Moving forward, I would like to see if I can automate this successful attack chain for quick use or delivery in a phishing payload. I am particularly curious to see if there is a way to find the randomly named cache directory without alerting EDR.

Conclusion

After the EDR solution blocked file download using Certuil.exe, I was surprised when it failed to detect the use of another publicly known but less commonly used LoLBin. Although unexpected, the outcome of these tests demonstrates the perpetual back-and-forth between attacker and defender. There will always be new loopholes; a new LoLBin could be released tomorrow. Defenders can take proactive measures to limit access to or monitor specific binaries. The LoLBas Project enables EDR providers and defenders to develop more successful detection methods. It offers recommended detection measures for each LoLBin, highlighting new attacker techniques that leverage LoLBins.
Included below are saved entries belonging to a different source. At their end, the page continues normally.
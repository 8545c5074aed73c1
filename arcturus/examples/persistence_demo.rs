//! Persistence demo: write a file-backed database, reopen it, search again.
//!
//! Run with: cargo run --example persistence_demo

use arcturus::prelude::*;
use rand::Rng;
use tracing_subscriber::EnvFilter;

const DIM: usize = 16;

fn main() -> Result<()> {
    tracing_subscriber::fmt()
        .with_env_filter(EnvFilter::try_from_default_env().unwrap_or_else(|_| EnvFilter::new("info")))
        .init();

    let root = std::env::temp_dir().join("arcturus_persistence_demo");
    let _ = std::fs::remove_dir_all(&root);

    let mut rng = rand::thread_rng();
    let query: Vec<f64> = (0..DIM).map(|_| rng.gen_range(-1.0..1.0)).collect();

    let before = {
        let db = Database::open(&root, SearchConfig::default())?;
        let points = db.create_collection("points", DIM, "euclid")?;

        println!("Inserting 2000 vectors...");
        for i in 0..2000 {
            let data: Vec<f64> = (0..DIM).map(|_| rng.gen_range(-1.0..1.0)).collect();
            points.insert(format!("p{}", i), data, Payload::new().with_field("n", i as i64))?;
        }

        println!("Deleting every tenth vector...");
        for i in (0..2000).step_by(10) {
            points.delete(&format!("p{}", i))?;
        }

        db.flush()?;
        points.search(&query, &SearchParams::new(5).unrestricted())?
    };

    println!("Reopening {}...", root.display());
    let db = Database::open(&root, SearchConfig::default())?;
    let points = db.collection("points")?;
    println!("Recovered {} vectors", points.len());

    let after = points.search(&query, &SearchParams::new(5).unrestricted())?;
    for (a, b) in before.iter().zip(&after) {
        println!("  {} {:.4} | {} {:.4}", a.id, a.distance, b.id, b.distance);
    }
    assert_eq!(before, after);

    let _ = std::fs::remove_dir_all(&root);
    println!("\nDone.");
    Ok(())
}
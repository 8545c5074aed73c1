//! Async API demo using AsyncCollection.
//!
//! Run with: cargo run --example async_demo --features async

use arcturus::prelude::*;
use arcturus::AsyncCollection;

#[tokio::main]
async fn main() -> Result<()> {
    println!("Async Arcturus Demo\n");

    let config = CollectionConfig::new("async", 8, "cosine");
    let collection = AsyncCollection::new(config, SearchConfig::default()).await?;
    collection.create_index("by_category", "category").await?;

    println!("Inserting 1000 vectors concurrently...");
    let start = std::time::Instant::now();

    let mut handles = vec![];
    for i in 0..1000 {
        let col = collection.clone();
        handles.push(tokio::spawn(async move {
            let vector: Vec<f64> = (0..8).map(|j| ((i * 8 + j) as f64).sin()).collect();
            let payload = Payload::new()
                .with_field("n", i as i64)
                .with_field("category", if i % 2 == 0 { "even" } else { "odd" });
            col.insert(format!("v{}", i), vector, payload).await
        }));
    }

    for handle in handles {
        handle
            .await
            .map_err(|e| Error::TaskFailed(e.to_string()))??;
    }
    collection.sync_indexes().await?;

    println!("   Inserted in {:?}", start.elapsed());
    println!("   Total vectors: {}\n", collection.len());

    let query: Vec<f64> = (0..8).map(|i| (i as f64 * 0.1).cos()).collect();

    println!("Top 5 results:");
    let results = collection.search(query.clone(), SearchParams::new(5)).await?;
    for (i, r) in results.iter().enumerate() {
        println!("  {}. {} (distance: {:.4})", i + 1, r.id, r.distance);
    }

    println!("\nTop 5 'odd' results via the index:");
    let results = collection
        .index_search("by_category", "odd", query, SearchParams::new(5))
        .await?;
    for (i, r) in results.iter().enumerate() {
        println!("  {}. {} (distance: {:.4})", i + 1, r.id, r.distance);
    }

    Ok(())
}
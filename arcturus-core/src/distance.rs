//! Distance metrics for vector similarity computations.
//!
//! A collection picks its metric once, at creation time, by name:
//! `"euclid"` selects [`DistanceMetric::Euclidean`], anything else falls back
//! to [`DistanceMetric::Cosine`].

use serde::{Deserialize, Serialize};

use crate::error::{Error, Result};

/// Supported distance metrics. Lower values always mean more similar.
#[derive(Debug, Clone, Copy, PartialEq, Eq, Hash, Serialize, Deserialize)]
pub enum DistanceMetric {
    /// Euclidean distance (L2 norm of the difference).
    #[serde(rename = "euclid")]
    Euclidean,
    /// Cosine distance (1 - cosine similarity).
    #[serde(rename = "cosine")]
    Cosine,
}

impl Default for DistanceMetric {
    fn default() -> Self {
        Self::Cosine
    }
}

impl DistanceMetric {
    /// Resolves a metric from its collection-creation name.
    ///
    /// Matching is case-insensitive; unknown names resolve to cosine.
    ///
    /// ```
    /// use arcturus_core::DistanceMetric;
    ///
    /// assert_eq!(DistanceMetric::from_name("Euclid"), DistanceMetric::Euclidean);
    /// assert_eq!(DistanceMetric::from_name("whatever"), DistanceMetric::Cosine);
    /// ```
    pub fn from_name(name: &str) -> Self {
        if name.eq_ignore_ascii_case("euclid") {
            Self::Euclidean
        } else {
            Self::Cosine
        }
    }

    /// The name this metric is persisted under.
    pub fn name(&self) -> &'static str {
        match self {
            DistanceMetric::Euclidean => "euclid",
            DistanceMetric::Cosine => "cosine",
        }
    }

    /// Computes the distance between two vectors using this metric.
    ///
    /// # Errors
    ///
    /// Returns [`Error::DimensionMismatch`] if the vectors differ in length.
    #[inline]
    pub fn compute(&self, a: &[f64], b: &[f64]) -> Result<f64> {
        if a.len() != b.len() {
            return Err(Error::DimensionMismatch {
                expected: a.len(),
                got: b.len(),
            });
        }

        Ok(match self {
            DistanceMetric::Euclidean => euclidean_distance(a, b),
            DistanceMetric::Cosine => cosine_distance(a, b),
        })
    }
}

/// Computes Euclidean (L2) distance between two vectors.
///
/// Formula: sqrt(sum((a[i] - b[i])^2))
#[inline]
pub fn euclidean_distance(a: &[f64], b: &[f64]) -> f64 {
    euclidean_distance_squared(a, b).sqrt()
}

/// Computes squared Euclidean distance (avoids sqrt for comparisons).
#[inline]
pub fn euclidean_distance_squared(a: &[f64], b: &[f64]) -> f64 {
    a.iter()
        .zip(b.iter())
        .map(|(x, y)| {
            let diff = x - y;
            diff * diff
        })
        .sum()
}

/// Computes cosine distance between two vectors.
///
/// Formula: 1 - (a · b) / (||a|| * ||b||)
/// Range: [0, 2] where 0 = identical direction, 2 = opposite direction
#[inline]
pub fn cosine_distance(a: &[f64], b: &[f64]) -> f64 {
    let dot = dot_product(a, b);
    let norm_a = a.iter().map(|x| x * x).sum::<f64>().sqrt();
    let norm_b = b.iter().map(|x| x * x).sum::<f64>().sqrt();

    let denominator = norm_a * norm_b;
    if denominator == 0.0 {
        return 1.0; // Undefined, treat as orthogonal
    }

    1.0 - (dot / denominator)
}

/// Computes dot product (inner product) between two vectors.
#[inline]
pub fn dot_product(a: &[f64], b: &[f64]) -> f64 {
    a.iter().zip(b.iter()).map(|(x, y)| x * y).sum()
}

#[cfg(test)]
mod tests {
    use super::*;

    #[test]
    fn test_euclidean_distance() {
        let a = [0.0, 0.0];
        let b = [3.0, 4.0];
        assert!((euclidean_distance(&a, &b) - 5.0).abs() < 1e-12);
    }

    #[test]
    fn test_euclidean_same_vector() {
        let a = [1.0, 2.0, 3.0];
        assert!(euclidean_distance(&a, &a) < 1e-12);
    }

    #[test]
    fn test_cosine_distance_identical_direction() {
        let a = [1.0, 0.0];
        let b = [2.0, 0.0];
        assert!(cosine_distance(&a, &b).abs() < 1e-12);
    }

    #[test]
    fn test_cosine_distance_orthogonal() {
        let a = [1.0, 0.0];
        let b = [0.0, 1.0];
        assert!((cosine_distance(&a, &b) - 1.0).abs() < 1e-12);
    }

    #[test]
    fn test_cosine_distance_opposite() {
        let a = [1.0, 0.0];
        let b = [-1.0, 0.0];
        assert!((cosine_distance(&a, &b) - 2.0).abs() < 1e-12);
    }

    #[test]
    fn test_cosine_zero_vector() {
        assert_eq!(cosine_distance(&[0.0, 0.0], &[1.0, 1.0]), 1.0);
    }

    #[test]
    fn test_compute_dimension_mismatch() {
        let result = DistanceMetric::Euclidean.compute(&[1.0, 2.0], &[1.0]);
        assert!(matches!(
            result,
            Err(Error::DimensionMismatch {
                expected: 2,
                got: 1
            })
        ));
    }

    #[test]
    fn test_metric_names() {
        assert_eq!(DistanceMetric::from_name("euclid"), DistanceMetric::Euclidean);
        assert_eq!(DistanceMetric::from_name("EUCLID"), DistanceMetric::Euclidean);
        assert_eq!(DistanceMetric::from_name("cosine"), DistanceMetric::Cosine);
        assert_eq!(DistanceMetric::from_name(""), DistanceMetric::Cosine);
        assert_eq!(DistanceMetric::Euclidean.name(), "euclid");
    }

    #[test]
    fn test_metric_serializes_by_name() {
        let json = serde_json::to_string(&DistanceMetric::Euclidean).unwrap();
        assert_eq!(json, "\"euclid\"");
        let metric: DistanceMetric = serde_json::from_str("\"cosine\"").unwrap();
        assert_eq!(metric, DistanceMetric::Cosine);
    }
}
This attack path is valuable to attackers establishing persistence after gaining initial machine access, particularly those deploying malware. After Microsoft announced the default disablement of Office Macros in untrusted documents, many phishing operations pivoted to abusing trusted Windows software to execute malware. By using trusted binaries, attackers avoid downloading and running additional malware which means blending in with legitimate activity, making the chances of detection less likely. As detection evolves, attackers will continue changing tactics to use less well-known binaries as well as discover previously unknown binaries.

To hear more from Lindsay on this topic, tune into our second livestream episode of What the Vuln.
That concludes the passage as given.